# [AVAILABLE DATA]
____________________

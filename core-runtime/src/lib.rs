//! # Core Runtime Module
//!
//! Foundational runtime infrastructure shared by the player and the offline
//! cache worker:
//! - Logging and tracing initialisation
//! - Application configuration
//! - Typed event bus
//!
//! ## Overview
//!
//! Nothing in here knows about playlists or caches beyond the configuration
//! values and event payloads they exchange. Domain crates take an
//! [`AppConfig`](config::AppConfig) section at construction and may emit onto
//! an [`EventBus`](events::EventBus).

pub mod config;
pub mod error;
pub mod events;
pub mod logging;

pub use error::{Error, Result};
//! Workspace façade crate.
//!
//! Host shells depend on `soundscape-workspace` and pick features instead of
//! wiring each crate individually:
//!
//! - `player` (default): the page-side playlist/transport service
//!   (`core-service`).
//! - `offline-cache`: the offline cache worker (`core-offline`).
//! - `wasm`: both of the above plus the browser adapters from `bridge-wasm`.

#[cfg(feature = "player")]
pub use core_service as service;

#[cfg(feature = "offline-cache")]
pub use core_offline as offline;

#[cfg(all(feature = "wasm", target_arch = "wasm32"))]
pub use bridge_wasm as web;
//! # Application Configuration
//!
//! Configuration for the page-side player and the background cache worker.
//!
//! ## Overview
//!
//! [`AppConfig`] groups a [`PlayerConfig`] and an [`OfflineConfig`]. Hosts
//! either build one in code through [`AppConfig::builder`] or pass a JSON
//! document to [`AppConfig::from_json`]; missing fields fall back to the
//! defaults. Both paths run [`AppConfig::validate`] so a bad value fails at
//! startup instead of surfacing as odd behaviour later.
//!
//! ## Usage
//!
//! ```
//! use core_runtime::config::AppConfig;
//!
//! let config = AppConfig::builder()
//!     .max_upload_mb(50)
//!     .cache_version("v4")
//!     .build()
//!     .expect("valid config");
//!
//! assert_eq!(config.player.max_upload_bytes, 50 * 1024 * 1024);
//! assert_eq!(config.offline.store_name(), "soundscape-v4");
//! ```

use crate::error::{Error, Result};
use serde::{Deserialize, Serialize};
use std::time::Duration;

const BYTES_PER_MB: u64 = 1024 * 1024;

/// Default per-file upload ceiling (100 MB).
pub const DEFAULT_MAX_UPLOAD_BYTES: u64 = 100 * BYTES_PER_MB;

/// Default delay before skipping a track that failed to play.
pub const DEFAULT_ERROR_SKIP_DELAY_MS: u64 = 2_000;

/// Default event bus capacity.
pub const DEFAULT_EVENT_BUFFER_SIZE: usize = 100;

/// Extensions accepted when a file's declared media type cannot be trusted.
pub const DEFAULT_AUDIO_EXTENSIONS: &[&str] = &["mp3", "wav", "ogg", "m4a", "aac", "flac", "webm"];

/// Static assets the app shell needs to load with no network.
pub const DEFAULT_OFFLINE_ASSETS: &[&str] = &[
    "./",
    "./index.html",
    "./style.css",
    "./app.js",
    "./manifest.json",
    "./icons/icon-192.svg",
    "./icons/icon-512.svg",
];

/// How uploaded bytes are made playable.
#[derive(Debug, Clone, Copy, PartialEq, Eq, Default, Serialize, Deserialize)]
#[serde(rename_all = "snake_case")]
pub enum ResourceBinding {
    /// Session-scoped reference to the file bytes, revoked on removal.
    #[default]
    Transient,
    /// Self-contained encoded copy of the bytes; nothing to revoke.
    Inline,
}

/// Settings for the playlist/transport controller.
#[derive(Debug, Clone, PartialEq, Eq, Serialize, Deserialize)]
#[serde(default)]
pub struct PlayerConfig {
    /// Largest accepted file, in bytes.
    pub max_upload_bytes: u64,
    /// Lowercase extensions accepted when the declared type is untrustworthy.
    pub allowed_extensions: Vec<String>,
    /// Delay before advancing past a track that failed to play, in milliseconds.
    pub error_skip_delay_ms: u64,
    /// Resource binding strategy.
    pub resource_binding: ResourceBinding,
}

impl Default for PlayerConfig {
    fn default() -> Self {
        Self {
            max_upload_bytes: DEFAULT_MAX_UPLOAD_BYTES,
            allowed_extensions: DEFAULT_AUDIO_EXTENSIONS
                .iter()
                .map(|ext| ext.to_string())
                .collect(),
            error_skip_delay_ms: DEFAULT_ERROR_SKIP_DELAY_MS,
            resource_binding: ResourceBinding::default(),
        }
    }
}

impl PlayerConfig {
    /// Delay before advancing past a failed track.
    pub fn error_skip_delay(&self) -> Duration {
        Duration::from_millis(self.error_skip_delay_ms)
    }

    /// Upload ceiling in whole megabytes, for messages.
    pub fn max_upload_mb(&self) -> f64 {
        self.max_upload_bytes as f64 / BYTES_PER_MB as f64
    }

    /// Whether `extension` (any case) is on the allow-list.
    pub fn allows_extension(&self, extension: &str) -> bool {
        self.allowed_extensions
            .iter()
            .any(|allowed| allowed.eq_ignore_ascii_case(extension))
    }

    fn validate(&self) -> Result<()> {
        if self.max_upload_bytes == 0 {
            return Err(Error::Config(
                "player.max_upload_bytes must be greater than 0".to_string(),
            ));
        }
        if self.allowed_extensions.is_empty() {
            return Err(Error::Config(
                "player.allowed_extensions cannot be empty".to_string(),
            ));
        }
        if let Some(bad) = self
            .allowed_extensions
            .iter()
            .find(|ext| ext.is_empty() || ext.starts_with('.'))
        {
            return Err(Error::Config(format!(
                "player.allowed_extensions entry {bad:?} must be a bare extension like \"mp3\""
            )));
        }
        Ok(())
    }
}

/// Settings for the offline cache worker.
#[derive(Debug, Clone, PartialEq, Eq, Serialize, Deserialize)]
#[serde(default)]
pub struct OfflineConfig {
    /// Store name prefix.
    pub namespace: String,
    /// Version tag; bumping it supersedes every previously cached asset.
    pub version: String,
    /// Asset paths, relative to the worker scope.
    pub assets: Vec<String>,
}

impl Default for OfflineConfig {
    fn default() -> Self {
        Self {
            namespace: "soundscape".to_string(),
            version: "v3".to_string(),
            assets: DEFAULT_OFFLINE_ASSETS.iter().map(|a| a.to_string()).collect(),
        }
    }
}

impl OfflineConfig {
    /// Name of the store that is current for this version.
    pub fn store_name(&self) -> String {
        format!("{}-{}", self.namespace, self.version)
    }

    fn validate(&self) -> Result<()> {
        if self.namespace.trim().is_empty() {
            return Err(Error::Config("offline.namespace cannot be empty".to_string()));
        }
        if self.version.trim().is_empty() {
            return Err(Error::Config("offline.version cannot be empty".to_string()));
        }
        if self.version.chars().any(char::is_whitespace) {
            return Err(Error::Config(format!(
                "offline.version {:?} must not contain whitespace",
                self.version
            )));
        }
        if self.assets.is_empty() {
            return Err(Error::Config("offline.assets cannot be empty".to_string()));
        }
        Ok(())
    }
}

/// Top-level configuration.
#[derive(Debug, Clone, PartialEq, Eq, Serialize, Deserialize)]
#[serde(default)]
pub struct AppConfig {
    pub player: PlayerConfig,
    pub offline: OfflineConfig,
    /// Capacity of the event bus channel.
    pub event_buffer_size: usize,
}

impl Default for AppConfig {
    fn default() -> Self {
        Self {
            player: PlayerConfig::default(),
            offline: OfflineConfig::default(),
            event_buffer_size: DEFAULT_EVENT_BUFFER_SIZE,
        }
    }
}

impl AppConfig {
    /// Start building a configuration from the defaults.
    pub fn builder() -> AppConfigBuilder {
        AppConfigBuilder::default()
    }

    /// Parse and validate a JSON document. Absent fields take defaults.
    pub fn from_json(json: &str) -> Result<Self> {
        let config: AppConfig = serde_json::from_str(json)?;
        config.validate()?;
        Ok(config)
    }

    /// Validate every section.
    pub fn validate(&self) -> Result<()> {
        self.player.validate()?;
        self.offline.validate()?;
        if self.event_buffer_size == 0 {
            return Err(Error::Config(
                "event_buffer_size must be at least 1".to_string(),
            ));
        }
        Ok(())
    }
}

/// Builder for [`AppConfig`].
#[derive(Debug, Clone, Default)]
pub struct AppConfigBuilder {
    config: AppConfig,
}

impl AppConfigBuilder {
    /// Set the upload ceiling in bytes.
    pub fn max_upload_bytes(mut self, bytes: u64) -> Self {
        self.config.player.max_upload_bytes = bytes;
        self
    }

    /// Set the upload ceiling in megabytes.
    pub fn max_upload_mb(self, megabytes: u64) -> Self {
        self.max_upload_bytes(megabytes.saturating_mul(BYTES_PER_MB))
    }

    /// Replace the extension allow-list.
    pub fn allowed_extensions<I, S>(mut self, extensions: I) -> Self
    where
        I: IntoIterator<Item = S>,
        S: Into<String>,
    {
        self.config.player.allowed_extensions = extensions
            .into_iter()
            .map(|ext| ext.into().to_ascii_lowercase())
            .collect();
        self
    }

    /// Set the delay before skipping a failed track.
    pub fn error_skip_delay(mut self, delay: Duration) -> Self {
        self.config.player.error_skip_delay_ms = delay.as_millis().min(u64::MAX as u128) as u64;
        self
    }

    /// Choose the resource binding strategy.
    pub fn resource_binding(mut self, binding: ResourceBinding) -> Self {
        self.config.player.resource_binding = binding;
        self
    }

    /// Set the cache store namespace.
    pub fn cache_namespace(mut self, namespace: impl Into<String>) -> Self {
        self.config.offline.namespace = namespace.into();
        self
    }

    /// Set the cache version tag.
    pub fn cache_version(mut self, version: impl Into<String>) -> Self {
        self.config.offline.version = version.into();
        self
    }

    /// Replace the offline asset list.
    pub fn offline_assets<I, S>(mut self, assets: I) -> Self
    where
        I: IntoIterator<Item = S>,
        S: Into<String>,
    {
        self.config.offline.assets = assets.into_iter().map(Into::into).collect();
        self
    }

    /// Set the event bus capacity.
    pub fn event_buffer_size(mut self, size: usize) -> Self {
        self.config.event_buffer_size = size;
        self
    }

    /// Validate and return the configuration.
    pub fn build(self) -> Result<AppConfig> {
        self.config.validate()?;
        Ok(self.config)
    }
}

#[cfg(test)]
mod tests {
    use super::*;

    #[test]
    fn test_default_config() {
        let config = AppConfig::default();
        assert_eq!(config.player.max_upload_bytes, 100 * 1024 * 1024);
        assert_eq!(config.player.allowed_extensions.len(), 7);
        assert_eq!(config.player.error_skip_delay(), Duration::from_secs(2));
        assert_eq!(config.player.resource_binding, ResourceBinding::Transient);
        assert_eq!(config.offline.store_name(), "soundscape-v3");
        assert_eq!(config.offline.assets.len(), 7);
        assert!(config.validate().is_ok());
    }

    #[test]
    fn test_builder() {
        let config = AppConfig::builder()
            .max_upload_mb(10)
            .allowed_extensions(["MP3", "wav"])
            .error_skip_delay(Duration::from_millis(500))
            .resource_binding(ResourceBinding::Inline)
            .cache_namespace("player")
            .cache_version("v9")
            .offline_assets(["./", "./index.html"])
            .event_buffer_size(16)
            .build()
            .unwrap();

        assert_eq!(config.player.max_upload_bytes, 10 * 1024 * 1024);
        assert!(config.player.allows_extension("mp3"));
        assert!(config.player.allows_extension("WAV"));
        assert!(!config.player.allows_extension("flac"));
        assert_eq!(config.player.error_skip_delay_ms, 500);
        assert_eq!(config.player.resource_binding, ResourceBinding::Inline);
        assert_eq!(config.offline.store_name(), "player-v9");
        assert_eq!(config.offline.assets, vec!["./", "./index.html"]);
        assert_eq!(config.event_buffer_size, 16);
    }

    #[test]
    fn test_validation() {
        assert!(AppConfig::builder().max_upload_bytes(0).build().is_err());
        assert!(AppConfig::builder()
            .allowed_extensions(Vec::<String>::new())
            .build()
            .is_err());
        assert!(AppConfig::builder()
            .allowed_extensions([".mp3"])
            .build()
            .is_err());
        assert!(AppConfig::builder().cache_namespace(" ").build().is_err());
        assert!(AppConfig::builder().cache_version("").build().is_err());
        assert!(AppConfig::builder().cache_version("v 4").build().is_err());
        assert!(AppConfig::builder()
            .offline_assets(Vec::<String>::new())
            .build()
            .is_err());
        assert!(AppConfig::builder().event_buffer_size(0).build().is_err());
    }

    #[test]
    fn test_from_json_fills_defaults() {
        let config = AppConfig::from_json(
            r#"{ "player": { "max_upload_bytes": 2048 }, "offline": { "version": "v4" } }"#,
        )
        .unwrap();

        assert_eq!(config.player.max_upload_bytes, 2048);
        assert_eq!(config.player.allowed_extensions.len(), 7);
        assert_eq!(config.offline.store_name(), "soundscape-v4");
        assert_eq!(config.event_buffer_size, DEFAULT_EVENT_BUFFER_SIZE);
    }

    #[test]
    fn test_from_json_rejects_invalid() {
        assert!(matches!(
            AppConfig::from_json("{ not json"),
            Err(Error::Parse(_))
        ));
        assert!(matches!(
            AppConfig::from_json(r#"{ "offline": { "assets": [] } }"#),
            Err(Error::Config(_))
        ));
    }

    #[test]
    fn test_resource_binding_serde() {
        let config = AppConfig::from_json(r#"{ "player": { "resource_binding": "inline" } }"#)
            .unwrap();
        assert_eq!(config.player.resource_binding, ResourceBinding::Inline);
    }
}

____________________

# [AIM OF THE EXERCISE]
Leave out every line after the one with "pass a JSON". Reproduce the material above exactly from its first line through that line.

# [RESULT BELOW]
filename core-runtime/src/lib.rs
//! # Core Runtime Module
//!
//! Foundational runtime infrastructure shared by the player and the offline
//! cache worker:
//! - Logging and tracing initialisation
//! - Application configuration
//! - Typed event bus
//!
//! ## Overview
//!
//! Nothing in here knows about playlists or caches beyond the configuration
//! values and event payloads they exchange. Domain crates take an
//! [`AppConfig`](config::AppConfig) section at construction and may emit onto
//! an [`EventBus`](events::EventBus).

pub mod config;
pub mod error;
pub mod events;
pub mod logging;

pub use error::{Error, Result};
//! Workspace façade crate.
//!
//! Host shells depend on `soundscape-workspace` and pick features instead of
//! wiring each crate individually:
//!
//! - `player` (default): the page-side playlist/transport service
//!   (`core-service`).
//! - `offline-cache`: the offline cache worker (`core-offline`).
//! - `wasm`: both of the above plus the browser adapters from `bridge-wasm`.

#[cfg(feature = "player")]
pub use core_service as service;

#[cfg(feature = "offline-cache")]
pub use core_offline as offline;

#[cfg(all(feature = "wasm", target_arch = "wasm32"))]
pub use bridge_wasm as web;
//! # Application Configuration
//!
//! Configuration for the page-side player and the background cache worker.
//!
//! ## Overview
//!
//! [`AppConfig`] groups a [`PlayerConfig`] and an [`OfflineConfig`]. Hosts
//! either build one in code through [`AppConfig::builder`] or pass a JSON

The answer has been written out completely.